▶ _TASK DETAILS_: Check every line below for the word "InjectableBytes" and copy the ones that have it.

▶ _SUPPLIED RECORDS_:
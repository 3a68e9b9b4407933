use forge::codec::{Codec, Reader};
use forge::error::Error;
use forge::inject::{FieldMut, InjectableByte, InjectableBytes, InjectableInteger};
use serde::{Deserialize, Serialize};

use crate::tls::context::{fill_random, fresh_random, TlsContext, RANDOM_LENGTH};
use crate::tls::enums::{CipherSuite, Compression, HandshakeType, ProtocolVersion};
use crate::tls::handshake::{
    payload_left, read_vector, write_vector, HandshakeBody, HandshakeHeader,
};

pub const SESSION_ID_LENGTH: usize = 32;

#[derive(Debug, Clone, Default, PartialEq, Serialize, Deserialize)]
pub struct ServerHelloMessage {
    pub header: HandshakeHeader,
    pub protocol_version: InjectableBytes,
    pub random: InjectableBytes,
    pub session_id_length: InjectableInteger,
    pub session_id: InjectableBytes,
    pub selected_cipher_suite: InjectableBytes,
    pub selected_compression_method: InjectableByte,
    pub extensions_length: InjectableInteger,
    pub extensions: InjectableBytes,
}

impl HandshakeBody for ServerHelloMessage {
    const TYPE: HandshakeType = HandshakeType::ServerHello;

    fn header(&self) -> &HandshakeHeader {
        &self.header
    }

    fn header_mut(&mut self) -> &mut HandshakeHeader {
        &mut self.header
    }

    fn prepare_body(&mut self, ctx: &mut TlsContext) -> Result<Vec<u8>, Error> {
        let mut bytes = Vec::new();

        self.protocol_version
            .set_original(ctx.protocol_version.get_encoding());
        bytes.extend(self.protocol_version.value());

        ctx.server_random = fresh_random()?;
        self.random.set_original(ctx.server_random.to_vec());
        bytes.extend(self.random.value());

        if ctx.session_id.is_empty() {
            let mut session_id = vec![0u8; SESSION_ID_LENGTH];
            fill_random(&mut session_id)?;
            ctx.session_id = session_id;
        }
        write_vector(
            &mut bytes,
            1,
            &mut self.session_id_length,
            &mut self.session_id,
            ctx.session_id.clone(),
        );

        self.selected_cipher_suite
            .set_original(ctx.selected_cipher_suite.get_encoding());
        bytes.extend(self.selected_cipher_suite.value());
        self.selected_compression_method
            .set_original(ctx.compression_method.get_u8());
        bytes.push(self.selected_compression_method.value());

        if !ctx.server_extensions.is_empty()
            || self.extensions.is_injected()
            || self.extensions_length.is_injected()
        {
            write_vector(
                &mut bytes,
                2,
                &mut self.extensions_length,
                &mut self.extensions,
                ctx.server_extensions.clone(),
            );
        }

        ctx.initialize_digest()?;
        Ok(bytes)
    }

    fn parse_body(&mut self, r: &mut Reader) -> Result<(), Error> {
        let body_start = r.used();

        let version = ProtocolVersion::read(r)?;
        self.protocol_version.set_original(version.get_encoding());
        self.random.set_original(r.take(RANDOM_LENGTH)?.to_vec());
        read_vector(r, 1, &mut self.session_id_length, &mut self.session_id)?;
        let suite = CipherSuite::read(r)?;
        self.selected_cipher_suite.set_original(suite.get_encoding());
        let compression = Compression::read(r)?;
        self.selected_compression_method
            .set_original(compression.get_u8());
        if payload_left(&self.header, body_start, r) {
            read_vector(r, 2, &mut self.extensions_length, &mut self.extensions)?;
        }

        if !version.is_known() {
            return Err(Error::ProtocolViolation(format!(
                "server selected unknown protocol version {:?}",
                version
            )));
        }
        if !suite.is_known() {
            return Err(Error::ProtocolViolation(format!(
                "server selected unknown cipher suite {:?}",
                suite
            )));
        }
        Ok(())
    }

    fn adjust_context(&mut self, ctx: &mut TlsContext) -> Result<(), Error> {
        let version = ProtocolVersion::read_bytes(
            self.protocol_version.original().map(Vec::as_slice).unwrap_or_default(),
        )?;
        let suite = CipherSuite::read_bytes(
            self.selected_cipher_suite
                .original()
                .map(Vec::as_slice)
                .unwrap_or_default(),
        )?;
        let compression = Compression::from(
            self.selected_compression_method
                .original()
                .copied()
                .unwrap_or_default(),
        );
        log::debug!("Server selected {:?} with {:?}", version, suite);

        ctx.protocol_version = version;
        ctx.selected_cipher_suite = suite;
        ctx.compression_method = compression;
        let random = self.random.original().map(Vec::as_slice).unwrap_or_default();
        ctx.server_random.copy_from_slice(random);
        ctx.session_id = self.session_id.original().cloned().unwrap_or_default();
        ctx.initialize_digest()
    }

    fn field_mut(&mut self, name: &str) -> Option<FieldMut<'_>> {
        Some(match name {
            "protocol_version" => FieldMut::Bytes(&mut self.protocol_version),
            "random" => FieldMut::Bytes(&mut self.random),
            "session_id_length" => FieldMut::Integer(&mut self.session_id_length),
            "session_id" => FieldMut::Bytes(&mut self.session_id),
            "selected_cipher_suite" => FieldMut::Bytes(&mut self.selected_cipher_suite),
            "selected_compression_method" => {
                FieldMut::Byte(&mut self.selected_compression_method)
            }
            "extensions_length" => FieldMut::Integer(&mut self.extensions_length),
            "extensions" => FieldMut::Bytes(&mut self.extensions),
            _ => return None,
        })
    }
}
//! Maps negotiated parameters to the algorithms they imply.

use forge::error::Error;
use serde::{Deserialize, Serialize};

use crate::tls::enums::{CipherSuite, ProtocolVersion};

#[derive(Debug, Clone, Copy, PartialEq, Eq, Hash, Serialize, Deserialize)]
pub enum KeyExchangeAlgorithm {
    Rsa,
    DheRsa,
    EcdheRsa,
    EcdheEcdsa,
}

/// The shape of the ClientKeyExchange a key exchange algorithm requires
#[derive(Debug, Clone, Copy, PartialEq, Eq, Hash, Serialize, Deserialize)]
pub enum KeyExchangeFamily {
    /// Encrypted premaster secret
    Rsa,
    /// Finite field Diffie-Hellman public value
    Dh,
    /// Elliptic curve Diffie-Hellman public point
    Ecdh,
}

impl KeyExchangeAlgorithm {
    pub fn family(&self) -> KeyExchangeFamily {
        match self {
            KeyExchangeAlgorithm::Rsa => KeyExchangeFamily::Rsa,
            KeyExchangeAlgorithm::DheRsa => KeyExchangeFamily::Dh,
            KeyExchangeAlgorithm::EcdheRsa | KeyExchangeAlgorithm::EcdheEcdsa => {
                KeyExchangeFamily::Ecdh
            }
        }
    }
}

#[derive(Debug, Clone, Copy, PartialEq, Eq, Hash, Serialize, Deserialize)]
pub enum DigestAlgorithm {
    /// MD5 and SHA-1 concatenated, used up to TLS 1.1
    Md5Sha1,
    Sha256,
    Sha384,
}

impl DigestAlgorithm {
    pub fn output_len(&self) -> usize {
        match self {
            DigestAlgorithm::Md5Sha1 => 16 + 20,
            DigestAlgorithm::Sha256 => 32,
            DigestAlgorithm::Sha384 => 48,
        }
    }
}

pub fn key_exchange_algorithm(suite: CipherSuite) -> Result<KeyExchangeAlgorithm, Error> {
    use CipherSuite::*;

    match suite {
        TLS_RSA_WITH_AES_128_CBC_SHA
        | TLS_RSA_WITH_AES_256_CBC_SHA
        | TLS_RSA_WITH_AES_128_CBC_SHA256
        | TLS_RSA_WITH_AES_256_CBC_SHA256
        | TLS_RSA_WITH_AES_128_GCM_SHA256
        | TLS_RSA_WITH_AES_256_GCM_SHA384 => Ok(KeyExchangeAlgorithm::Rsa),
        TLS_DHE_RSA_WITH_AES_128_CBC_SHA
        | TLS_DHE_RSA_WITH_AES_256_CBC_SHA
        | TLS_DHE_RSA_WITH_AES_128_CBC_SHA256
        | TLS_DHE_RSA_WITH_AES_128_GCM_SHA256
        | TLS_DHE_RSA_WITH_AES_256_GCM_SHA384 => Ok(KeyExchangeAlgorithm::DheRsa),
        TLS_ECDHE_RSA_WITH_AES_128_CBC_SHA
        | TLS_ECDHE_RSA_WITH_AES_256_CBC_SHA
        | TLS_ECDHE_RSA_WITH_AES_128_GCM_SHA256
        | TLS_ECDHE_RSA_WITH_AES_256_GCM_SHA384 => Ok(KeyExchangeAlgorithm::EcdheRsa),
        TLS_ECDHE_ECDSA_WITH_AES_128_CBC_SHA
        | TLS_ECDHE_ECDSA_WITH_AES_128_GCM_SHA256
        | TLS_ECDHE_ECDSA_WITH_AES_256_GCM_SHA384 => Ok(KeyExchangeAlgorithm::EcdheEcdsa),
        TLS13_AES_128_GCM_SHA256 | TLS13_AES_256_GCM_SHA384 => Err(Error::ConfigurationMismatch(
            format!("{:?} does not imply a TLS 1.2 key exchange", suite),
        )),
        Unknown(value) => Err(Error::ProtocolViolation(format!(
            "unknown cipher suite {:#06x}",
            value
        ))),
    }
}

/// Hash used by the PRF of a TLS 1.2 cipher suite
pub fn prf_digest_algorithm(suite: CipherSuite) -> Result<DigestAlgorithm, Error> {
    use CipherSuite::*;

    match suite {
        TLS_RSA_WITH_AES_256_GCM_SHA384
        | TLS_DHE_RSA_WITH_AES_256_GCM_SHA384
        | TLS_ECDHE_ECDSA_WITH_AES_256_GCM_SHA384
        | TLS_ECDHE_RSA_WITH_AES_256_GCM_SHA384 => Ok(DigestAlgorithm::Sha384),
        TLS13_AES_128_GCM_SHA256 | TLS13_AES_256_GCM_SHA384 | Unknown(_) => {
            Err(Error::CryptoConfiguration(format!(
                "no TLS 1.2 digest algorithm for {:?}",
                suite
            )))
        }
        _ => Ok(DigestAlgorithm::Sha256),
    }
}

/// Transcript digest for the combination of protocol version and cipher suite
pub fn digest_algorithm(
    version: ProtocolVersion,
    suite: CipherSuite,
) -> Result<DigestAlgorithm, Error> {
    match version {
        ProtocolVersion::SSLv3
        | ProtocolVersion::TLSv1_0
        | ProtocolVersion::TLSv1_1
        | ProtocolVersion::DTLSv1_0 => Ok(DigestAlgorithm::Md5Sha1),
        ProtocolVersion::TLSv1_2 | ProtocolVersion::DTLSv1_2 => prf_digest_algorithm(suite),
        ProtocolVersion::Unknown(value) => Err(Error::CryptoConfiguration(format!(
            "no digest algorithm for protocol version {:#06x}",
            value
        ))),
    }
}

▶ _FINISHED EXERCISE_:
use forge::inject::{FieldMut, InjectableByte, InjectableBytes, InjectableInteger};
    pub protocol_version: InjectableBytes,
    pub random: InjectableBytes,
    pub session_id: InjectableBytes,
    pub selected_cipher_suite: InjectableBytes,
    pub extensions: InjectableBytes,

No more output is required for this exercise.